ASSIGNED TASK: Determine the number of lines in the data below that hold "crates"; give nothing but that number.

(Saved entries)
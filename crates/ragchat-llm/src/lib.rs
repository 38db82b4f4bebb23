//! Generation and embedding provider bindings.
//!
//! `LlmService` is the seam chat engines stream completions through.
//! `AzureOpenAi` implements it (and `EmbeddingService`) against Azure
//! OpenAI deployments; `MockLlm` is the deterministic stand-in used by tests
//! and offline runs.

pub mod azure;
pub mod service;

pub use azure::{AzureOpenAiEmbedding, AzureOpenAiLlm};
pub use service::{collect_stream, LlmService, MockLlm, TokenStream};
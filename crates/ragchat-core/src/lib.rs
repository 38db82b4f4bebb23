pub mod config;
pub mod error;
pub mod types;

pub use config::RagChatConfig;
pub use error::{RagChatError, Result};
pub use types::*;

OUTPUT FOR THIS TASK: 2